It became very clear a dozen years ago that AIB is not a share for widows and orphans, and that’s been reinforced as the Irish economy plunges into recession once again. Like the last one, nobody knows how deep or enduring this latest downturn will be, and the guessing game leads to swings and roundabouts in the AIB share price.
The share bottomed out at 77c during the Paddy’s Day Panic. A week later the price was up to 121c – a gain of over 50%. Then it was down again before a rebound to 132c at the end of April, followed by a drift back to 87c and then back up again to the 100c level.
At that price, the market values AIB at €2,700m. Last year’s net profit was €330m but for the 2020 results it will all be about the impairment charge, with €210m sucked up already for the January to March period.

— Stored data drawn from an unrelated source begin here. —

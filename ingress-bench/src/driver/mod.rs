//! Benchmark driver collaborator: runs the load tool and returns one result
//! document per sample. Opaque to the orchestrator, fatal on error.

use std::time::Duration;

use async_trait::async_trait;
use chrono::{DateTime, Utc};
use serde::{Deserialize, Serialize};

mod wrk;

pub use wrk::WrkDriver;

use crate::cluster::ClusterError;
use crate::config::{TestCaseConfig, Termination};
use crate::metadata::ClusterMetadata;
use crate::metrics::MetricsClient;

#[derive(thiserror::Error, Debug)]
pub enum DriverError {
    #[error(transparent)]
    Cluster(#[from] ClusterError),

    #[error("api error: {0}")]
    Api(#[from] kube::Error),

    #[error("io error: {0}")]
    Io(#[from] std::io::Error),

    #[error("no running client pods to execute the load tool in")]
    NoClientPods,

    #[error("exec in pod {pod} produced no stdout")]
    NoStdout { pod: String },

    #[error("exec in pod {pod} did not finish cleanly")]
    ExecFailed { pod: String },

    #[error("pod {pod} returned malformed output: {source}")]
    Parse {
        pod: String,
        #[source]
        source: serde_json::Error,
    },
}

#[async_trait]
pub trait BenchmarkDriver: Send + Sync {
    async fn run(
        &self,
        cfg: &TestCaseConfig,
        metadata: &ClusterMetadata,
        metrics: Option<&MetricsClient>,
        pod_metrics: bool,
    ) -> Result<Vec<BenchResult>, DriverError>;
}

/// What one client pod reports for one sample: a flat JSON document on
/// stdout. Latencies are in microseconds.
#[derive(Clone, Debug, Default, PartialEq, Serialize, Deserialize)]
pub struct LoadSample {
    pub rps: f64,
    pub avg_lat_us: f64,
    pub max_lat_us: f64,
    pub p90_lat_us: f64,
    pub p95_lat_us: f64,
    pub p99_lat_us: f64,
    #[serde(default)]
    pub requests: u64,
    #[serde(default)]
    pub timeouts: u64,
    #[serde(default)]
    pub read_errors: u64,
    #[serde(default)]
    pub write_errors: u64,
    #[serde(default)]
    pub http_errors: u64,
}

/// One indexable outcome per sample: cluster identity, the test case's
/// parameters and the metrics aggregated across all client pods.
#[derive(Clone, Debug, PartialEq, Serialize, Deserialize)]
pub struct BenchResult {
    pub uuid: String,
    pub sample: u32,
    pub timestamp: DateTime<Utc>,
    #[serde(flatten)]
    pub metadata: ClusterMetadata,
    pub tool: String,
    pub termination: Termination,
    pub server_replicas: i32,
    pub concurrency: i32,
    pub procs: i32,
    pub connections: i32,
    #[serde(with = "humantime_serde")]
    pub duration: Duration,
    pub pods: usize,
    pub rps: f64,
    pub rps_stdev: f64,
    pub avg_lat_us: f64,
    pub max_lat_us: f64,
    pub p90_lat_us: f64,
    pub p95_lat_us: f64,
    pub p99_lat_us: f64,
    pub requests: u64,
    pub timeouts: u64,
    pub read_errors: u64,
    pub write_errors: u64,
    pub http_errors: u64,
    pub router_cpu: Option<f64>,
}

/// Fold per-pod samples into one result. Throughput and counters add up
/// across pods; latency averages are means, maxima are maxima.
pub fn aggregate(
    cfg: &TestCaseConfig,
    metadata: &ClusterMetadata,
    sample: u32,
    pods: &[LoadSample],
    router_cpu: Option<f64>,
) -> BenchResult {
    let rps: Vec<f64> = pods.iter().map(|p| p.rps).collect();
    BenchResult {
        uuid: cfg.uuid.clone(),
        sample,
        timestamp: Utc::now(),
        metadata: metadata.clone(),
        tool: cfg.tool.clone(),
        termination: cfg.termination,
        server_replicas: cfg.server_replicas,
        concurrency: cfg.concurrency,
        procs: cfg.procs,
        connections: cfg.connections,
        duration: cfg.duration,
        pods: pods.len(),
        rps: rps.iter().sum(),
        rps_stdev: stdev(&rps),
        avg_lat_us: mean(pods.iter().map(|p| p.avg_lat_us)),
        max_lat_us: max(pods.iter().map(|p| p.max_lat_us)),
        p90_lat_us: mean(pods.iter().map(|p| p.p90_lat_us)),
        p95_lat_us: mean(pods.iter().map(|p| p.p95_lat_us)),
        p99_lat_us: mean(pods.iter().map(|p| p.p99_lat_us)),
        requests: pods.iter().map(|p| p.requests).sum(),
        timeouts: pods.iter().map(|p| p.timeouts).sum(),
        read_errors: pods.iter().map(|p| p.read_errors).sum(),
        write_errors: pods.iter().map(|p| p.write_errors).sum(),
        http_errors: pods.iter().map(|p| p.http_errors).sum(),
        router_cpu,
    }
}

fn mean(values: impl Iterator<Item = f64>) -> f64 {
    let values: Vec<f64> = values.collect();
    if values.is_empty() {
        return 0.0;
    }
    values.iter().sum::<f64>() / values.len() as f64
}

fn max(values: impl Iterator<Item = f64>) -> f64 {
    values.fold(0.0, f64::max)
}

fn stdev(values: &[f64]) -> f64 {
    if values.len() < 2 {
        return 0.0;
    }
    let m = values.iter().sum::<f64>() / values.len() as f64;
    let var = values.iter().map(|v| (v - m).powi(2)).sum::<f64>() / values.len() as f64;
    var.sqrt()
}

#[cfg(test)]
mod tests {
    use super::*;

    fn case() -> TestCaseConfig {
        serde_yaml::from_str(
            r#"
uuid: run-1
tool: wrk
termination: edge
serverReplicas: 2
concurrency: 2
procs: 1
connections: 100
duration: 30s
"#,
        )
        .unwrap()
    }

    #[test]
    fn throughput_and_counters_add_up_across_pods() {
        let pods = vec![
            LoadSample {
                rps: 1000.0,
                avg_lat_us: 200.0,
                max_lat_us: 900.0,
                requests: 30_000,
                http_errors: 2,
                ..Default::default()
            },
            LoadSample {
                rps: 3000.0,
                avg_lat_us: 400.0,
                max_lat_us: 1500.0,
                requests: 90_000,
                http_errors: 1,
                ..Default::default()
            },
        ];
        let res = aggregate(&case(), &ClusterMetadata::default(), 1, &pods, None);
        assert_eq!(res.rps, 4000.0);
        assert_eq!(res.requests, 120_000);
        assert_eq!(res.http_errors, 3);
        assert_eq!(res.avg_lat_us, 300.0);
        assert_eq!(res.max_lat_us, 1500.0);
        assert_eq!(res.rps_stdev, 1000.0);
        assert_eq!(res.pods, 2);
        assert_eq!(res.uuid, "run-1");
        assert_eq!(res.sample, 1);
    }

    #[test]
    fn single_pod_has_no_spread() {
        let pods = vec![LoadSample {
            rps: 500.0,
            ..Default::default()
        }];
        let res = aggregate(&case(), &ClusterMetadata::default(), 1, &pods, Some(0.4));
        assert_eq!(res.rps_stdev, 0.0);
        assert_eq!(res.router_cpu, Some(0.4));
    }

    #[test]
    fn wire_sample_tolerates_missing_counters() {
        let raw = r#"{"rps": 12000.5, "avg_lat_us": 350.0, "max_lat_us": 8000.0,
                      "p90_lat_us": 500.0, "p95_lat_us": 700.0, "p99_lat_us": 1200.0}"#;
        let sample: LoadSample = serde_json::from_str(raw).unwrap();
        assert_eq!(sample.rps, 12000.5);
        assert_eq!(sample.requests, 0);
    }
}
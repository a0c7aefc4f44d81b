use std::path::{Path, PathBuf};

use axum::{routing::get, Router};
use serde_json::json;
use tower_http::services::{ServeDir, ServeFile};

use crate::config::{parse_log_level, parse_non_empty_string, parse_u64_with_bounds};
use crate::log::{log_event, LogLevel, DEFAULT_LOG_LEVEL};

const DEFAULT_PORT: u64 = 8080;
const PORT_BOUNDS: (u64, u64) = (1, 65_535);
const DEFAULT_DIST_DIR: &str = "dist";

#[derive(Clone, Debug, PartialEq)]
pub struct ServerConfig {
    pub port: u16,
    pub dist_dir: PathBuf,
    pub log_level: LogLevel,
}

impl ServerConfig {
    pub fn from_env() -> Self {
        Self::from_lookup(|name| std::env::var(name).ok())
    }

    fn from_lookup(lookup: impl Fn(&str) -> Option<String>) -> Self {
        let port = parse_u64_with_bounds(lookup("PORT").as_deref(), DEFAULT_PORT, PORT_BOUNDS);
        let dist_dir = parse_non_empty_string(lookup("SITE_DIST_DIR").as_deref())
            .map(PathBuf::from)
            .unwrap_or_else(|| PathBuf::from(DEFAULT_DIST_DIR));
        let log_level = parse_log_level(lookup("LOG_LEVEL").as_deref(), DEFAULT_LOG_LEVEL);

        Self {
            port: u16::try_from(port).unwrap_or(DEFAULT_PORT as u16),
            dist_dir,
            log_level,
        }
    }
}

/// Static bundle with an `index.html` fallback for unknown paths.
pub fn router(dist_dir: &Path) -> Router {
    let static_service =
        ServeDir::new(dist_dir).not_found_service(ServeFile::new(dist_dir.join("index.html")));

    Router::new()
        .route("/healthz", get(|| async { "ok" }))
        .fallback_service(static_service)
}

pub async fn run() -> Result<(), Box<dyn std::error::Error>> {
    let config = ServerConfig::from_env();
    let bind_address = format!("0.0.0.0:{}", config.port);
    let app = router(&config.dist_dir);

    let listener = tokio::net::TcpListener::bind(&bind_address).await?;
    log_event(
        config.log_level,
        LogLevel::Info,
        "server_started",
        json!({
            "url": format!("http://127.0.0.1:{}", config.port),
            "dist_dir": config.dist_dir.display().to_string(),
        }),
    );
    axum::serve(listener, app).await?;
    Ok(())
}

#[cfg(test)]
mod tests {
    use super::*;
    use std::fs;

    fn temp_dist(name: &str) -> PathBuf {
        let dir = std::env::temp_dir().join(format!("brightline-site-{name}-{}", std::process::id()));
        fs::create_dir_all(&dir).expect("create temp dist");
        fs::write(dir.join("index.html"), "<div id=\"app\"></div>").expect("write index");
        fs::write(dir.join("site.css"), "body{}").expect("write css");
        dir
    }

    async fn serve(dist: &Path) -> String {
        let listener = tokio::net::TcpListener::bind("127.0.0.1:0")
            .await
            .expect("bind ephemeral port");
        let address = listener.local_addr().expect("local addr");
        let app = router(dist);
        tokio::spawn(async move {
            let _ = axum::serve(listener, app).await;
        });
        format!("http://{address}")
    }

    #[test]
    fn config_defaults_when_env_is_empty() {
        let config = ServerConfig::from_lookup(|_| None);

        assert_eq!(config.port, 8080);
        assert_eq!(config.dist_dir, PathBuf::from("dist"));
        assert_eq!(config.log_level, LogLevel::Info);
    }

    #[test]
    fn config_rejects_out_of_range_port() {
        let config = ServerConfig::from_lookup(|name| match name {
            "PORT" => Some("70000".to_string()),
            "SITE_DIST_DIR" => Some(" public ".to_string()),
            "LOG_LEVEL" => Some("DEBUG".to_string()),
            _ => None,
        });

        assert_eq!(config.port, 8080);
        assert_eq!(config.dist_dir, PathBuf::from("public"));
        assert_eq!(config.log_level, LogLevel::Debug);
    }

    #[tokio::test]
    async fn serves_assets_and_falls_back_to_index() {
        let dist = temp_dist("fallback");
        let base = serve(&dist).await;

        let css = reqwest::get(format!("{base}/site.css"))
            .await
            .expect("css request");
        assert!(css.status().is_success());
        assert_eq!(css.text().await.expect("css body"), "body{}");

        let page = reqwest::get(format!("{base}/services/web-design"))
            .await
            .expect("fallback request");
        assert_eq!(page.text().await.expect("fallback body"), "<div id=\"app\"></div>");

        let health = reqwest::get(format!("{base}/healthz"))
            .await
            .expect("health request");
        assert_eq!(health.text().await.expect("health body"), "ok");
    }
}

A May 12 trading statement identified €6.6bn of loans outstanding in Covid-impacted sectors ranging from bars to builders. Of these, €1bn were categorised as troublesome before the pandemic struck. With mortgages, €2.3bn were in some form of strain and €2.3bn were further down the road to distress.
The May update disclosed that mortgage breaks have been availed of relating to total loan values of €2.7bn. Circa 14,000 SMEs have sought forbearance (€1.5bn), while in the corporate and real estate finance segment c.€2.6bn was up for discussion. In the UK, the bank said it had put in place over 5,000 modifications relating to €1.5bn of commercial loans, with c.80% related to payment breaks.
Broker Davy’s best guess is that AIB’s impairment charge for 2020 will be c.€920m, with another €860m of loan write-offs to follow in 2021 and 2022. That would mean a net loss of €600m this year, breakeven next year and a return to profit, and possibly a dividend, in 2022.
The scale of the impairments are speculative, as the broker acknowledges. As with BofI, even in the gloomy scenario outlined the broker believes the bank has adequate capital buffers to cope.